So is Congress working? People just don’t notice?

No. I just think it’s that the narrative that Congress is doing nothing is wrong. Congress is still dysfunctional. There’s still not enough happening. This idea that it is utterly, completely broken, which you would think if you watched cable news ...

Or even read the papers. You feel that there’s a crisis.

Yeah! You feel there’s a crisis, and ...

And you feel there’s not a crisis.

Listen. I don’t feel there’s a crisis. I think there is a incentive structure for dysfunction that we have to fix, but I still think that our democracy is still a miracle.

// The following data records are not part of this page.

//! CLI 모듈
//!
//! basfakta CLI 명령어 정의 및 구현

use std::path::{Path, PathBuf};

use anyhow::{bail, Context, Result};
use clap::{Parser, Subcommand};

use crate::autotest::{self, AnswerBackend, HttpBackend, LocalBackend};
use crate::interpret::{create_interpreter, has_api_key, QueryInterpreter};
use crate::knowledge::{default_knowledge_dir, KnowledgeBase, KnowledgeLoader, LoadStats};
use crate::retrieval::{AnswerEngine, EngineConfig, RankingStrategy};
use crate::server::{self, AppState};

// ============================================================================
// CLI Definition
// ============================================================================

#[derive(Parser)]
#[command(name = "basfakta")]
#[command(version, about = "트래픽스콜라 지식베이스 질의응답 엔진", long_about = None)]
pub struct Cli {
    /// 지식 디렉터리 (basfakta_*.json, 지점 JSON, synonyms.json)
    #[arg(long, global = true, env = "BASFAKTA_KNOWLEDGE_DIR")]
    pub knowledge_dir: Option<PathBuf>,

    /// 랭킹 전략 (keyword | fuzzy)
    #[arg(long, global = true, default_value = "keyword")]
    pub strategy: RankingStrategy,

    #[command(subcommand)]
    pub command: Commands,
}

#[derive(Subcommand)]
pub enum Commands {
    /// 질문에 답변
    Ask {
        /// 질문 텍스트
        question: String,

        /// 해석 과정과 상위 후보 출력
        #[arg(long)]
        explain: bool,

        /// Gemini 해석기를 먼저 시도
        #[arg(long)]
        ai: bool,
    },

    /// 섹션 목록
    Sections {
        /// 결과 개수 제한
        #[arg(short, long, default_value = "50")]
        limit: usize,
    },

    /// HTTP 서버 실행
    Serve {
        /// 포트
        #[arg(short, long, default_value = "3000")]
        port: u16,

        /// Gemini 해석기 사용
        #[arg(long)]
        ai: bool,
    },

    /// 상태 확인
    Status,

    /// 회귀 테스트 스위트 실행
    Autotest {
        /// 스위트 파일
        #[arg(long, default_value = "test-suite.json")]
        suite: PathBuf,

        /// 실행 중인 서버의 /ask URL (생략 시 프로세스 내 실행)
        #[arg(long)]
        url: Option<String>,

        /// 결과 로그 파일
        #[arg(long)]
        log: Option<PathBuf>,
    },
}

// ============================================================================
// CLI Runner
// ============================================================================

/// CLI 명령어 실행
pub async fn run(cli: Cli) -> Result<()> {
    let dir = cli.knowledge_dir.unwrap_or_else(default_knowledge_dir);
    let config = EngineConfig::for_strategy(cli.strategy);

    match cli.command {
        Commands::Ask {
            question,
            explain,
            ai,
        } => cmd_ask(&dir, config, &question, explain, ai).await,
        Commands::Sections { limit } => cmd_sections(&dir, config, limit),
        Commands::Serve { port, ai } => cmd_serve(dir, config, port, ai).await,
        Commands::Status => cmd_status(&dir, config),
        Commands::Autotest { suite, url, log } => {
            cmd_autotest(&dir, config, &suite, url, log.as_deref()).await
        }
    }
}

// ============================================================================
// Command Implementations
// ============================================================================

/// 질문 명령어 (ask)
async fn cmd_ask(
    dir: &Path,
    config: EngineConfig,
    question: &str,
    explain: bool,
    ai: bool,
) -> Result<()> {
    let question = question.trim();
    if question.is_empty() {
        bail!("질문이 비어 있습니다");
    }

    let (kb, _) = load_knowledge(dir)?;
    let engine = AnswerEngine::new(&kb, config);

    if explain {
        let explanation = engine.explain(question, 5);
        let query = &explanation.query;

        println!("[*] 용어: {}", query.terms.join(", "));
        println!(
            "[*] 도시: {}",
            if query.cities.is_empty() {
                "-".to_string()
            } else {
                query.cities.join(", ")
            }
        );
        println!(
            "[*] 주제 단서: {}",
            if query.topics.is_empty() {
                "-".to_string()
            } else {
                query.topics.join(", ")
            }
        );
        println!(
            "[*] 후보: {} 건 ({})",
            explanation.total_candidates, explanation.ranker
        );
        for (i, candidate) in explanation.candidates.iter().enumerate() {
            println!(
                "  {}. [점수: {:.2}] {}",
                i + 1,
                candidate.score,
                candidate.section_key
            );
            println!("     {}", truncate_text(&candidate.content, 100));
        }
        println!();
    }

    let interpreter = if ai { interpreter_or_warn() } else { None };
    let answer = engine
        .answer_with(question, interpreter.as_deref())
        .await;

    println!("{}", answer.text);

    if explain {
        println!();
        println!(
            "[OK] 방식: {} | 컨텍스트: {}",
            answer.method,
            answer.context.as_deref().unwrap_or("-")
        );
    }

    Ok(())
}

/// 섹션 목록 명령어 (sections)
fn cmd_sections(dir: &Path, config: EngineConfig, limit: usize) -> Result<()> {
    let (kb, _) = load_knowledge(dir)?;
    let engine = AnswerEngine::new(&kb, config);
    let index = engine.index();

    let keys = index.section_keys();
    if keys.is_empty() {
        println!("[!] 인덱싱된 섹션이 없습니다.");
        return Ok(());
    }

    println!("[OK] 섹션 ({} 건):\n", keys.len());

    for key in keys.iter().take(limit) {
        let preview = index
            .section(key)
            .map(|s| truncate_text(&s.text, 60))
            .unwrap_or_default();
        println!("  {}", key);
        if !preview.is_empty() {
            println!("      {}", preview);
        }
    }

    if keys.len() > limit {
        println!("\n  ... 외 {} 건", keys.len() - limit);
    }

    Ok(())
}

/// 서버 명령어 (serve)
async fn cmd_serve(dir: PathBuf, config: EngineConfig, port: u16, ai: bool) -> Result<()> {
    let (kb, stats) = load_knowledge(&dir)?;
    let engine = AnswerEngine::new(&kb, config);
    let index = engine.index().stats();

    println!(
        "[OK] 지식베이스 로드: 주제 {} / 지점 {} / 유닛 {}",
        stats.topics, stats.offices, index.units
    );

    let interpreter = if ai { interpreter_or_warn() } else { None };
    if let Some(ref i) = interpreter {
        println!("[OK] 해석기: {}", i.name());
    }

    println!("[*] http://0.0.0.0:{} 에서 대기 중 (POST /ask)", port);

    server::serve(AppState::new(engine, dir, interpreter), port).await
}

/// 상태 명령어 (status)
fn cmd_status(dir: &Path, config: EngineConfig) -> Result<()> {
    println!("basfakta v{}", env!("CARGO_PKG_VERSION"));
    println!();

    println!("[*] 지식 디렉터리: {}", dir.display());
    println!("[*] 랭킹 전략: {}", config.ranking.strategy);

    if has_api_key() {
        println!("[OK] API 키: 설정됨");
    } else {
        println!("[!] API 키: 미설정 (--ai 사용 불가)");
        println!("    설정: export GEMINI_API_KEY=your-key");
    }

    match KnowledgeLoader::with_defaults().load_dir(dir) {
        Ok((kb, load)) => {
            let engine = AnswerEngine::new(&kb, config);
            let index = engine.index();
            let stats = index.stats();
            let text_bytes: usize = index.sections().values().map(|s| s.text.len()).sum();

            println!(
                "[OK] 파일: 주제 {} / 지점 {} / 동의어 {} (건너뜀 {})",
                load.topics, load.offices, load.synonym_files, load.skipped
            );
            println!(
                "[OK] 인덱스: 유닛 {} / 섹션 {} / 도시 {} / 주제 단서 {}",
                stats.units, stats.sections, stats.cities, stats.topic_cues
            );
            println!("     섹션 텍스트: {}", format_bytes(text_bytes));
        }
        Err(e) => {
            println!("[!] 지식베이스 로드 실패: {:#}", e);
        }
    }

    Ok(())
}

/// 회귀 테스트 명령어 (autotest)
async fn cmd_autotest(
    dir: &Path,
    config: EngineConfig,
    suite: &Path,
    url: Option<String>,
    log: Option<&Path>,
) -> Result<()> {
    let cases = autotest::load_suite(suite)?;
    if cases.is_empty() {
        println!("[!] 테스트 케이스가 없습니다.");
        return Ok(());
    }

    let report = match url {
        Some(url) => {
            let backend = HttpBackend::new(url)?;
            autotest::run_suite(&backend as &dyn AnswerBackend, &cases).await
        }
        None => {
            let (kb, _) = load_knowledge(dir)?;
            let engine = AnswerEngine::new(&kb, config);
            let backend = LocalBackend::new(&engine);
            autotest::run_suite(&backend as &dyn AnswerBackend, &cases).await
        }
    };

    if let Some(path) = log {
        let mut contents = report.lines.join("\n");
        contents.push('\n');
        std::fs::write(path, contents)
            .with_context(|| format!("로그 파일 쓰기 실패: {}", path.display()))?;
        println!("[OK] 로그 저장: {}", path.display());
    }

    if !report.all_passed() {
        bail!(
            "{} / {} 테스트 실패",
            report.total - report.passed,
            report.total
        );
    }

    Ok(())
}

// ============================================================================
// Helper Functions
// ============================================================================

fn load_knowledge(dir: &Path) -> Result<(KnowledgeBase, LoadStats)> {
    KnowledgeLoader::with_defaults()
        .load_dir(dir)
        .with_context(|| format!("지식베이스 로드 실패: {}", dir.display()))
}

fn interpreter_or_warn() -> Option<std::sync::Arc<dyn QueryInterpreter>> {
    let interpreter = create_interpreter();
    if interpreter.is_none() {
        println!("[!] API 키가 없어 결정적 파이프라인만 사용합니다.");
    }
    interpreter
}

/// 텍스트 자르기 (UTF-8 안전)
fn truncate_text(text: &str, max_chars: usize) -> String {
    let cleaned = text.replace('\n', " ").replace('\r', "");
    let cleaned = cleaned.trim();

    if cleaned.chars().count() <= max_chars {
        cleaned.to_string()
    } else {
        let truncated: String = cleaned.chars().take(max_chars).collect();
        format!("{}...", truncated)
    }
}

/// 바이트 크기 포맷팅
fn format_bytes(bytes: usize) -> String {
    const KB: usize = 1024;
    const MB: usize = KB * 1024;

    if bytes >= MB {
        format!("{:.2} MB", bytes as f64 / MB as f64)
    } else if bytes >= KB {
        format!("{:.2} KB", bytes as f64 / KB as f64)
    } else {
        format!("{} B", bytes)
    }
}

// ============================================================================
// Tests
// ============================================================================

#[cfg(test)]
mod tests {
    use super::*;

    #[test]
    fn test_truncate_text() {
        assert_eq!(truncate_text("Ålderskrav", 20), "Ålderskrav");
        assert_eq!(truncate_text("Du måste vara minst 15 år", 8), "Du måste...");
        assert_eq!(truncate_text("Giltighet\n5 år", 20), "Giltighet 5 år");
    }

    #[test]
    fn test_format_bytes() {
        assert_eq!(format_bytes(500), "500 B");
        assert_eq!(format_bytes(1536), "1.50 KB");
        assert_eq!(format_bytes(1048576), "1.00 MB");
    }

    #[test]
    fn test_parse_args() {
        let cli = Cli::try_parse_from([
            "basfakta",
            "--strategy",
            "fuzzy",
            "ask",
            "Vad kostar AM-kurset?",
            "--explain",
        ])
        .unwrap();
        assert_eq!(cli.strategy, RankingStrategy::Fuzzy);
        match cli.command {
            Commands::Ask {
                question, explain, ai,
            } => {
                assert_eq!(question, "Vad kostar AM-kurset?");
                assert!(explain);
                assert!(!ai);
            }
            _ => panic!("expected ask"),
        }

        let cli = Cli::try_parse_from(["basfakta", "autotest", "--url", "http://localhost:3000/ask"])
            .unwrap();
        match cli.command {
            Commands::Autotest { suite, url, log } => {
                assert_eq!(suite, PathBuf::from("test-suite.json"));
                assert_eq!(url.as_deref(), Some("http://localhost:3000/ask"));
                assert!(log.is_none());
            }
            _ => panic!("expected autotest"),
        }

        assert!(Cli::try_parse_from(["basfakta", "--strategy", "vector", "status"]).is_err());
    }

    #[tokio::test]
    async fn test_autotest_writes_log_and_fails_on_miss() {
        let dir = tempfile::TempDir::new().unwrap();
        let kb_dir = dir.path().join("kb");
        std::fs::create_dir(&kb_dir).unwrap();
        for (name, value) in crate::knowledge::fixtures::topic_documents() {
            std::fs::write(kb_dir.join(format!("basfakta_{}.json", name)), value.to_string())
                .unwrap();
        }

        let suite = dir.path().join("suite.json");
        std::fs::write(
            &suite,
            r#"[{"expert": "am_kurs", "question": "Hur gammal måste man vara för AM?", "expected_keywords": ["15 år"]},
                {"expert": "x", "question": "xyzzy", "expected_keywords": ["finns inte"]}]"#,
        )
        .unwrap();
        let log = dir.path().join("out.log");

        let result = cmd_autotest(&kb_dir, EngineConfig::default(), &suite, None, Some(&log)).await;
        assert!(result.is_err());

        let written = std::fs::read_to_string(&log).unwrap();
        assert!(written.contains("[PASS]"));
        assert!(written.contains("[FAIL]"));
        assert!(written.contains("Resultat: 1 / 2 godkända tester."));
    }
}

I think there’s a story that doesn’t get told about Connecticut. You have Len Fasano, who is a Republican in the State Senate, the minority leader, and you have Martin Looney, who is a Democrat — they have a remarkably good working relationship. They passed a health care overhaul in the last term working together. When they disagree it’s never personal. They’re always able to strike deals. Looney just got a new kidney yesterday while negotiating how they’re going to have the rules on an 18-18 break in the Senate. Has that happened anywhere else in the country? I mean look at North Carolina, where the legislature just took away the governor’s powers because he’s a Democrat. Is there something different going on in Connecticut?

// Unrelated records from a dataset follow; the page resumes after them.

//! 회귀 테스트 스위트 실행기
//!
//! `test-suite.json`의 질문을 엔진(프로세스 내) 또는 실행 중인 서버(HTTP)에 보내고,
//! 답변에 기대 키워드가 모두 들어 있는지 검사합니다.
//! 숫자 표기 차이("4 995" vs "4995")를 흡수하도록 공백, 쉼표, 마침표를 제거해 비교합니다.

use std::path::Path;
use std::time::Duration;

use anyhow::{Context, Result};
use async_trait::async_trait;
use serde::{Deserialize, Serialize};

use crate::retrieval::AnswerEngine;

/// 원격 실행 시 케이스 간 딜레이
const REMOTE_DELAY_MS: u64 = 100;

// ============================================================================
// Types
// ============================================================================

/// 테스트 케이스
#[derive(Debug, Clone, Serialize, Deserialize)]
pub struct TestCase {
    /// 주제 레이블 (보고용)
    #[serde(default)]
    pub expert: String,
    pub question: String,
    #[serde(default)]
    pub expected_keywords: Vec<String>,
}

/// 키워드 검사 결과
#[derive(Debug, Clone, PartialEq, Eq)]
pub struct KeywordCheck {
    pub pass: bool,
    pub missing: Vec<String>,
}

/// 백엔드 응답
#[derive(Debug, Clone, PartialEq, Eq)]
pub enum Reply {
    /// 답변 텍스트
    Answer(String),
    /// 서버가 2xx가 아닌 상태로 응답
    Status(u16),
}

/// 케이스 결과
#[derive(Debug, Clone)]
pub enum CaseOutcome {
    Pass,
    Fail { answer: String, missing: Vec<String> },
    /// 비정상 HTTP 상태 (실패로 집계)
    Rejected(u16),
    /// 전송 오류
    Error(String),
}

/// 스위트 결과
#[derive(Debug, Default)]
pub struct SuiteReport {
    pub lines: Vec<String>,
    pub passed: usize,
    pub total: usize,
}

impl SuiteReport {
    pub fn all_passed(&self) -> bool {
        self.passed == self.total
    }

    fn log(&mut self, line: impl Into<String>) {
        let line = line.into();
        println!("{}", line);
        self.lines.push(line);
    }
}

// ============================================================================
// AnswerBackend Trait
// ============================================================================

/// 질문을 보내고 답변을 받는 백엔드
///
/// `Err`는 서버에 닿지 못한 경우에만 사용합니다.
#[async_trait]
pub trait AnswerBackend: Send + Sync {
    async fn ask(&self, question: &str) -> Result<Reply>;

    /// 케이스 간 대기 시간
    fn pacing(&self) -> Duration {
        Duration::ZERO
    }

    fn name(&self) -> String;
}

/// 프로세스 내 엔진 백엔드
pub struct LocalBackend<'a> {
    engine: &'a AnswerEngine,
}

impl<'a> LocalBackend<'a> {
    pub fn new(engine: &'a AnswerEngine) -> Self {
        Self { engine }
    }
}

#[async_trait]
impl AnswerBackend for LocalBackend<'_> {
    async fn ask(&self, question: &str) -> Result<Reply> {
        Ok(Reply::Answer(self.engine.answer(question).text))
    }

    fn name(&self) -> String {
        "local".to_string()
    }
}

/// HTTP 서버 백엔드 (`POST {url}`)
pub struct HttpBackend {
    url: String,
    client: reqwest::Client,
}

#[derive(Debug, Deserialize)]
struct RemoteAnswer {
    #[serde(default)]
    answer: String,
}

impl HttpBackend {
    pub fn new(url: impl Into<String>) -> Result<Self> {
        let client = reqwest::Client::builder()
            .timeout(Duration::from_secs(30))
            .build()
            .context("Failed to create HTTP client")?;
        Ok(Self {
            url: url.into(),
            client,
        })
    }
}

#[async_trait]
impl AnswerBackend for HttpBackend {
    async fn ask(&self, question: &str) -> Result<Reply> {
        let response = self
            .client
            .post(&self.url)
            .json(&serde_json::json!({ "question": question }))
            .send()
            .await
            .with_context(|| format!("Kunde inte ansluta till servern: {}", self.url))?;

        let status = response.status();
        if !status.is_success() {
            tracing::debug!("Server rejected question with status {}", status);
            return Ok(Reply::Status(status.as_u16()));
        }

        let body: RemoteAnswer = response
            .json()
            .await
            .context("Failed to parse server response")?;
        Ok(Reply::Answer(body.answer))
    }

    fn pacing(&self) -> Duration {
        Duration::from_millis(REMOTE_DELAY_MS)
    }

    fn name(&self) -> String {
        self.url.clone()
    }
}

// ============================================================================
// Suite
// ============================================================================

/// 스위트 파일 로드
pub fn load_suite(path: &Path) -> Result<Vec<TestCase>> {
    let raw = std::fs::read_to_string(path)
        .with_context(|| format!("Kunde inte läsa {}", path.display()))?;
    serde_json::from_str(&raw).with_context(|| format!("Invalid test suite: {}", path.display()))
}

/// 답변에 기대 키워드가 모두 있는지 검사
pub fn check_keywords(answer: &str, keywords: &[String]) -> KeywordCheck {
    let normalized = normalize_for_check(answer);
    let missing: Vec<String> = keywords
        .iter()
        .filter(|kw| !normalized.contains(&normalize_for_check(kw)))
        .cloned()
        .collect();

    KeywordCheck {
        pass: missing.is_empty(),
        missing,
    }
}

fn normalize_for_check(text: &str) -> String {
    text.to_lowercase()
        .chars()
        .filter(|c| !c.is_whitespace() && !matches!(c, ',' | '.'))
        .collect()
}

/// 단일 케이스 실행
pub async fn run_case(backend: &dyn AnswerBackend, case: &TestCase) -> CaseOutcome {
    match backend.ask(&case.question).await {
        Ok(Reply::Status(status)) => CaseOutcome::Rejected(status),
        Ok(Reply::Answer(answer)) => {
            let check = check_keywords(&answer, &case.expected_keywords);
            if check.pass {
                CaseOutcome::Pass
            } else {
                CaseOutcome::Fail {
                    answer,
                    missing: check.missing,
                }
            }
        }
        Err(e) => CaseOutcome::Error(format!("{:#}", e)),
    }
}

/// 스위트 전체 실행
pub async fn run_suite(backend: &dyn AnswerBackend, cases: &[TestCase]) -> SuiteReport {
    let mut report = SuiteReport {
        total: cases.len(),
        ..SuiteReport::default()
    };
    report.log(format!(
        "--- STARTAR AUTOMATISK TEST-SVIT ({}) [{}] ---",
        backend.name(),
        chrono::Local::now().format("%Y-%m-%d %H:%M:%S")
    ));

    for (i, case) in cases.iter().enumerate() {
        report.log(format!(
            "\n--- Testar ({}/{}) - Expert: {} ---",
            i + 1,
            cases.len(),
            case.expert
        ));
        report.log(format!("Fråga: \"{}\"", case.question));

        match run_case(backend, case).await {
            CaseOutcome::Pass => {
                report.passed += 1;
                report.log("  [PASS]");
            }
            CaseOutcome::Fail { answer, missing } => {
                report.log("  [FAIL]");
                report.log(format!("    --> Fick svar: \"{}\"", flatten(&answer)));
                report.log(format!("    --> Saknade nyckelord: [{}]", missing.join(", ")));
            }
            CaseOutcome::Rejected(status) => {
                report.log("  [FAIL]");
                report.log(format!("    --> Servern svarade med status {}", status));
            }
            CaseOutcome::Error(message) => {
                report.log("  [ERROR]");
                report.log(format!("    --> {}", message));
            }
        }

        let pacing = backend.pacing();
        if !pacing.is_zero() && i + 1 < cases.len() {
            tokio::time::sleep(pacing).await;
        }
    }

    report.log("\n--- TESTER AVSLUTADE ---");
    report.log(format!(
        "Resultat: {} / {} godkända tester.",
        report.passed, report.total
    ));

    tracing::info!("Test suite finished: {}/{} passed", report.passed, report.total);
    report
}

fn flatten(text: &str) -> String {
    if text.trim().is_empty() {
        return "Inget svar".to_string();
    }
    text.replace("\r\n", " ").replace(['\n', '\r'], " ")
}

// ============================================================================
// Tests
// ============================================================================

#[cfg(test)]
mod tests {
    use super::*;
    use crate::knowledge::fixtures;
    use crate::retrieval::EngineConfig;
    use tempfile::TempDir;

    fn case(question: &str, keywords: &[&str]) -> TestCase {
        TestCase {
            expert: "test".to_string(),
            question: question.to_string(),
            expected_keywords: keywords.iter().map(|k| k.to_string()).collect(),
        }
    }

    async fn spawn(router: axum::Router) -> String {
        let listener = tokio::net::TcpListener::bind("127.0.0.1:0").await.unwrap();
        let addr = listener.local_addr().unwrap();
        tokio::spawn(async move {
            axum::serve(listener, router).await.unwrap();
        });
        format!("http://{}/ask", addr)
    }

    #[test]
    fn test_check_keywords_normalizes_numbers() {
        let answer = "Priset är 4 995 kr hos Trafikskola Malmö City.";
        let keywords = vec!["4995".to_string(), "malmö city".to_string(), "1.800".to_string()];
        let check = check_keywords(answer, &keywords);
        assert!(!check.pass);
        assert_eq!(check.missing, vec!["1.800"]);

        assert!(check_keywords(answer, &["4,995".to_string()]).pass);
        assert!(check_keywords(answer, &[]).pass);
    }

    #[test]
    fn test_load_suite() {
        let dir = TempDir::new().unwrap();
        let path = dir.path().join("test-suite.json");
        std::fs::write(
            &path,
            r#"[{"expert": "am_kurs", "question": "Vad kostar AM?", "expected_keywords": ["4995"]},
                {"question": "Hej"}]"#,
        )
        .unwrap();

        let suite = load_suite(&path).unwrap();
        assert_eq!(suite.len(), 2);
        assert_eq!(suite[0].expected_keywords, vec!["4995"]);
        assert!(suite[1].expected_keywords.is_empty());

        assert!(load_suite(&dir.path().join("missing.json")).is_err());
    }

    #[tokio::test]
    async fn test_run_suite_locally() {
        let engine = AnswerEngine::new(&fixtures::knowledge_base(), EngineConfig::default());
        let backend = LocalBackend::new(&engine);
        let cases = vec![
            case("Vad kostar AM-kurset i Malmö?", &["Trafikskola Malmö City", "4995"]),
            case("Hur länge är en introduktionskurs giltig?", &["5 år"]),
            case("xyzzy plugh", &["4995"]),
        ];

        let report = run_suite(&backend, &cases).await;
        assert_eq!(report.total, 3);
        assert_eq!(report.passed, 2);
        assert!(!report.all_passed());
        assert!(report.lines.iter().any(|l| l.contains("Saknade nyckelord: [4995]")));
        assert_eq!(
            report.lines.last().map(String::as_str),
            Some("Resultat: 2 / 3 godkända tester.")
        );
    }

    #[tokio::test]
    async fn test_http_status_is_a_failed_case() {
        let router = axum::Router::new().route(
            "/ask",
            axum::routing::post(|| async { axum::http::StatusCode::INTERNAL_SERVER_ERROR }),
        );
        let backend = HttpBackend::new(spawn(router).await).unwrap();

        match run_case(&backend, &case("Hej", &[])).await {
            CaseOutcome::Rejected(status) => assert_eq!(status, 500),
            other => panic!("unexpected outcome: {:?}", other),
        }

        let report = run_suite(&backend, &[case("Hej", &["hej"])]).await;
        assert_eq!(report.passed, 0);
        assert!(report.lines.iter().any(|l| l == "  [FAIL]"));
        assert!(report.lines.iter().any(|l| l.contains("Servern svarade med status 500")));
        assert!(!report.lines.iter().any(|l| l.contains("[ERROR]")));
    }

    #[tokio::test]
    async fn test_unreachable_server_is_an_error() {
        let listener = tokio::net::TcpListener::bind("127.0.0.1:0").await.unwrap();
        let addr = listener.local_addr().unwrap();
        drop(listener);

        let backend = HttpBackend::new(format!("http://{}/ask", addr)).unwrap();
        match run_case(&backend, &case("Hej", &[])).await {
            CaseOutcome::Error(message) => assert!(message.contains("Kunde inte ansluta")),
            other => panic!("unexpected outcome: {:?}", other),
        }
    }

    #[tokio::test]
    async fn test_run_suite_against_server() {
        let engine = AnswerEngine::new(&fixtures::knowledge_base(), EngineConfig::default());
        let state = crate::server::AppState::new(engine, std::path::PathBuf::from("."), None);
        let backend = HttpBackend::new(spawn(crate::server::build_router(state)).await).unwrap();

        let cases = vec![
            case("Vad kostar AM-kurset i Malmö?", &["4995"]),
            case("  ", &["Frågan var tom"]),
        ];
        let report = run_suite(&backend, &cases).await;
        assert_eq!(report.passed, 1);
        assert!(report.lines.iter().any(|l| l.contains("Servern svarade med status 400")));
    }
}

There’s something different going on in Connecticut. Our Republicans here in Connecticut don’t look like Republicans in Texas. We were able to pass with Republican support a major anti-gun violence bill. Listen, I know the Democrats are upset that the [state] Senate is now 18-18. But this will be something to watch. Republicans and Democrats having to own all these decisions collectively. So the acrimony has never been as high in Hartford as it is in Washington and there’s probably some lessons to be learned there.

Early Tech Adopter

When Michelle Obama came here to campaign for Dan Malloy [in 2014], I remember you lifted your phone [during a speech to the crowd]. I forget what app you were using ... [It] was broadcasting it live to everyone and [you were] saying: “Here’s the story of how much excitement there is in the room.” What is that you were using?

It’s funny, that was Vine, which has come and gone. There’s just other ways to do that now. But yeah, I was one of the earliest adopters in at least the political space of Vine ...

The other night when you were at this town hall meeting at John Daniels School on foreign policy, you held up an iPhone 7. And you said Steven Jobs, the Apple creator, without whom we’d have never had this technology, his father was a Syrian refugee, to make that point. How important have you seen the changes in technology [to be], and how have you used those changes since you’ve been a senator?

Listen, [I] think you can’t read the 2016 election without understanding the power of Twitter, right?   

Except with that part, I feel Twitter’s almost out, especially with younger people.

Well, I think younger people are today on Instagram and on Snapchat, where I am as well. But Twitter’s still a powerful medium in large part because a lot of opinion makers are reading Twitter. So today I can get a news story not off of a press release, but off of a tweet.

You can save a lot of time. You don’t have to write a press release; you can just write 140 characters. I find that it’s an incredibly effective mechanism to talk to people directly. And then to get direct feedback.

Go on to my Facebook page and compare it to most senators’ Facebook pages. My Facebook page is just off the charts with debates between conservatives and liberals, arguments, sometimes not very nice arguments. But it’s a forum for thousands and thousands of people all across the country to communicate with each other, as is my Twitter feed.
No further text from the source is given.